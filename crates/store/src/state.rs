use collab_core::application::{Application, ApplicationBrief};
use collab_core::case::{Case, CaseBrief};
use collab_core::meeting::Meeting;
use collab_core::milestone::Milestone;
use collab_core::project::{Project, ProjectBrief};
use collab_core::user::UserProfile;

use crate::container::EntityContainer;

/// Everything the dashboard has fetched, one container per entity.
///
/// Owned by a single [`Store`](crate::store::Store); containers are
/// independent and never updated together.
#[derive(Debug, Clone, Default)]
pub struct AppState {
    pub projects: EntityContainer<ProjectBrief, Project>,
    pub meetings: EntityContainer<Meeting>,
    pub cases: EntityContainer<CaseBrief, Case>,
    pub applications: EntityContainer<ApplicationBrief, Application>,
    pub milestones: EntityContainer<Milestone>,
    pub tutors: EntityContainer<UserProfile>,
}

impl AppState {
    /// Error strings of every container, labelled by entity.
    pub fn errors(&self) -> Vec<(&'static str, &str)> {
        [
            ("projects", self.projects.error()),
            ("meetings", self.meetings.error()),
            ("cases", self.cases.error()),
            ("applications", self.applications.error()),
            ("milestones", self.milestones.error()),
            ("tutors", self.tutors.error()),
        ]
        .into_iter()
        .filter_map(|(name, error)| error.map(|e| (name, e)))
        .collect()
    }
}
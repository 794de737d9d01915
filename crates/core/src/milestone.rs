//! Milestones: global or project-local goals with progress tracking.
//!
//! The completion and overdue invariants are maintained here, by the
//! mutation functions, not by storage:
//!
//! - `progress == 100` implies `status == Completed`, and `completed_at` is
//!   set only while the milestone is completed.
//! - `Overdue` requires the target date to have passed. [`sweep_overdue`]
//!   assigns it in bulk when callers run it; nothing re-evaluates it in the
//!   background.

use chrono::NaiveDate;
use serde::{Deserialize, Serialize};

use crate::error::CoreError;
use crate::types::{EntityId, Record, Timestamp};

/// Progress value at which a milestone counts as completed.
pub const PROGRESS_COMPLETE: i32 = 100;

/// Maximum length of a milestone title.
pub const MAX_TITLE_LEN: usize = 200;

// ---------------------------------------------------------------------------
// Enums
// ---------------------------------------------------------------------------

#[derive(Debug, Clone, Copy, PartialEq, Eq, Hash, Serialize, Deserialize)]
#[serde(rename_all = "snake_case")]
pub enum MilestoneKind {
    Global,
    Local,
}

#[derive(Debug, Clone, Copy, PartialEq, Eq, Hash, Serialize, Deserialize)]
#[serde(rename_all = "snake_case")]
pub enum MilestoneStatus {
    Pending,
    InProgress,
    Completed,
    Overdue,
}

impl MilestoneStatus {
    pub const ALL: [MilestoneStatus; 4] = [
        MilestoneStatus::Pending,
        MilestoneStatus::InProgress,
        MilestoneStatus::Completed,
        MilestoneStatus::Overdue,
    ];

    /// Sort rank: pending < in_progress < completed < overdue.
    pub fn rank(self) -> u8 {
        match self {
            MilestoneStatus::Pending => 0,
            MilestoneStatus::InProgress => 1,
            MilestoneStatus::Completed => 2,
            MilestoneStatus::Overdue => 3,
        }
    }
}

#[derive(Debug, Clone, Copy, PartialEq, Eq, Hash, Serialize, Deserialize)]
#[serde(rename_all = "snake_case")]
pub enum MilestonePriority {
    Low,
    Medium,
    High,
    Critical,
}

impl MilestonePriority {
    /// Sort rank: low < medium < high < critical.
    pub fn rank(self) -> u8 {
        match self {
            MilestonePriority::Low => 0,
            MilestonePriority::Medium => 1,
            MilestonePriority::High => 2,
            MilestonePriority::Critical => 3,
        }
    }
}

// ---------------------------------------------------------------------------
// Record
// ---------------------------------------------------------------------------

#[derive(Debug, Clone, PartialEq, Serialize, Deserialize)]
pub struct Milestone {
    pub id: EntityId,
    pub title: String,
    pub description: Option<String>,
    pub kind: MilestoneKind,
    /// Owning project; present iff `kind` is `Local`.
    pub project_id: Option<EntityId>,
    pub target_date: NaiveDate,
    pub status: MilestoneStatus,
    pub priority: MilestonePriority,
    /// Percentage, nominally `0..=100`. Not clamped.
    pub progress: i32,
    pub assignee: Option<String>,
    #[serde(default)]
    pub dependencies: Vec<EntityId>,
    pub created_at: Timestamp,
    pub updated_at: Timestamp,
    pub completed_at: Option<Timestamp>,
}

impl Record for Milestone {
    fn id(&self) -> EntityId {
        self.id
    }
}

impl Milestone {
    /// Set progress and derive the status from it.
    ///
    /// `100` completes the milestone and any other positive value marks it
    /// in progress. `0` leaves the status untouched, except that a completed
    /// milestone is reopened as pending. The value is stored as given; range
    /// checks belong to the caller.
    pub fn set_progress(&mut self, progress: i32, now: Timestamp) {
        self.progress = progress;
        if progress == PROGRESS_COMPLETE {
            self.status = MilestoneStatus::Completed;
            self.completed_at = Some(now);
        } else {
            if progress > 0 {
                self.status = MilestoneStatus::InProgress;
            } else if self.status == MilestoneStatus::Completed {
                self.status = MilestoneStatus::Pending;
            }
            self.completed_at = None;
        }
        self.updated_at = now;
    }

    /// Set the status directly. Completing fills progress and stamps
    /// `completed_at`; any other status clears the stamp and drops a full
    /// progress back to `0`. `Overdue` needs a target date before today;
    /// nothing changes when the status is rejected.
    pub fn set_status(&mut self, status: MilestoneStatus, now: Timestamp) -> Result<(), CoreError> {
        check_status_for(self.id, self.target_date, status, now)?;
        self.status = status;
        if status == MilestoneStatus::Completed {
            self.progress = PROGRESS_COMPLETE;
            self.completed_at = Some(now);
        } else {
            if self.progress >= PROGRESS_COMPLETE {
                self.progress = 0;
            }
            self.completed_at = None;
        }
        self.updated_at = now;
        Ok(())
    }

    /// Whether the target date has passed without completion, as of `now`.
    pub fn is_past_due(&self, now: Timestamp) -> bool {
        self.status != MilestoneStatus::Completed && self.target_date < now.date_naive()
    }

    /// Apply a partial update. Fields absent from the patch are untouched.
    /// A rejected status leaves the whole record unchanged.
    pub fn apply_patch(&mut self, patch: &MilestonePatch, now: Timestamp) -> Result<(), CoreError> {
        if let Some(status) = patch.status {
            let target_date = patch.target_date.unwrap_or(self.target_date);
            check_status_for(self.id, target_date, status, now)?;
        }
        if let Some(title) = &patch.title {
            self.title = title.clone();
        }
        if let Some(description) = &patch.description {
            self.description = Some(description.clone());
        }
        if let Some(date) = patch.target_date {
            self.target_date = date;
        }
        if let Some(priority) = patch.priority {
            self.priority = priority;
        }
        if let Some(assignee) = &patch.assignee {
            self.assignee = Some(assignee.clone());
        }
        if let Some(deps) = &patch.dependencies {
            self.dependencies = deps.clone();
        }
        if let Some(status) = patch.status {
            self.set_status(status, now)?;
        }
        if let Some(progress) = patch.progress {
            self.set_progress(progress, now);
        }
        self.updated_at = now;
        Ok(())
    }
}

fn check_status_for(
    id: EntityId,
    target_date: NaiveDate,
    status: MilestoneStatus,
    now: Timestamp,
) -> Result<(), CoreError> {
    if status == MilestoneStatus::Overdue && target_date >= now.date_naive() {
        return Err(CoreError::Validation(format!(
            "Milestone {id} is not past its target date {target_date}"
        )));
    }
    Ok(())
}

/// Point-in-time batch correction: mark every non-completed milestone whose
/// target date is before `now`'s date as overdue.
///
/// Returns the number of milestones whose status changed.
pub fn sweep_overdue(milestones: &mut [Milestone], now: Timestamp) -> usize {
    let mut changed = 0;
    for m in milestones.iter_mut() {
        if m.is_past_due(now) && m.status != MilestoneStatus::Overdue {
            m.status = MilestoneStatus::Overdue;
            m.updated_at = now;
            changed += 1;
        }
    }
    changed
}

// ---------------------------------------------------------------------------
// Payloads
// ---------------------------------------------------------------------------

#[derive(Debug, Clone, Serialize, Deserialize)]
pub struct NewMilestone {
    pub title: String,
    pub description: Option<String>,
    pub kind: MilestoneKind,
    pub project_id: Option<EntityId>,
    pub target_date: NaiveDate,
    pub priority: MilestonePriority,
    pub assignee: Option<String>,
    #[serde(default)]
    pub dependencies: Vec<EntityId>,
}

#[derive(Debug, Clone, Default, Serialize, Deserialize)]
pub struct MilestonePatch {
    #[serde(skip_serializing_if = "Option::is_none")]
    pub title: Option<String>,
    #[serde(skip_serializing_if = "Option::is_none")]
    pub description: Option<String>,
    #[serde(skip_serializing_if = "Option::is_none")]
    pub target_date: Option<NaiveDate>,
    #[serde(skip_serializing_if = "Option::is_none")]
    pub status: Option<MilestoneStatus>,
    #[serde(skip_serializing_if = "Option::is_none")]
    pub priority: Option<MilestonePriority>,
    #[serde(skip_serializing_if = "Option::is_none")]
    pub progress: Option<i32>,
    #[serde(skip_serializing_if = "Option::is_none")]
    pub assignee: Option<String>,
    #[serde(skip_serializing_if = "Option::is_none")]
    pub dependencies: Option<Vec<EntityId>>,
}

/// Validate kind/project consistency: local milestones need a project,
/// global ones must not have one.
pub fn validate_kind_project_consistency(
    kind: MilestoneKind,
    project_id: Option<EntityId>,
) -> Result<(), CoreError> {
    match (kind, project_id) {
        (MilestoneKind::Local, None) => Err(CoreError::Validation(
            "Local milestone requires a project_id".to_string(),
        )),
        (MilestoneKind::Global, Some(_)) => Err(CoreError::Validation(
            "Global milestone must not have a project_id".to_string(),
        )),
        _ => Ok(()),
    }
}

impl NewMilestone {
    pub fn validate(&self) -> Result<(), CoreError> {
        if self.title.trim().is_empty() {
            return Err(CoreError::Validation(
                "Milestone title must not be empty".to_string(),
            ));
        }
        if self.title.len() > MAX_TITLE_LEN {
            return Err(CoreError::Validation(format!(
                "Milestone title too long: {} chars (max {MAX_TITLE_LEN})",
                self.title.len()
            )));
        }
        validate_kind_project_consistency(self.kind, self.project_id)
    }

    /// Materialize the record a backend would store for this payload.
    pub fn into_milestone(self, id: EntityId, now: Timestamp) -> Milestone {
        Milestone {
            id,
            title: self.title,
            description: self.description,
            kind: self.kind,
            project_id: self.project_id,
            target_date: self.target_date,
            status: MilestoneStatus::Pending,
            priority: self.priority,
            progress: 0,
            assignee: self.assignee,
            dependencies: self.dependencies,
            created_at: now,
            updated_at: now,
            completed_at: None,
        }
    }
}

····················

- [WHAT IS EXPECTED]: Look through the records for the string "Timestamp". Copy every line that has it.

- [SOLUTION TO THIS PROBLEM]:
use crate::types::{EntityId, Record, Timestamp};
    pub created_at: Timestamp,
    pub updated_at: Timestamp,
    pub completed_at: Option<Timestamp>,
    pub fn set_progress(&mut self, progress: i32, now: Timestamp) {
    pub fn set_status(&mut self, status: MilestoneStatus, now: Timestamp) -> Result<(), CoreError> {
    pub fn is_past_due(&self, now: Timestamp) -> bool {
    pub fn apply_patch(&mut self, patch: &MilestonePatch, now: Timestamp) -> Result<(), CoreError> {
    now: Timestamp,
pub fn sweep_overdue(milestones: &mut [Milestone], now: Timestamp) -> usize {
    pub fn into_milestone(self, id: EntityId, now: Timestamp) -> Milestone {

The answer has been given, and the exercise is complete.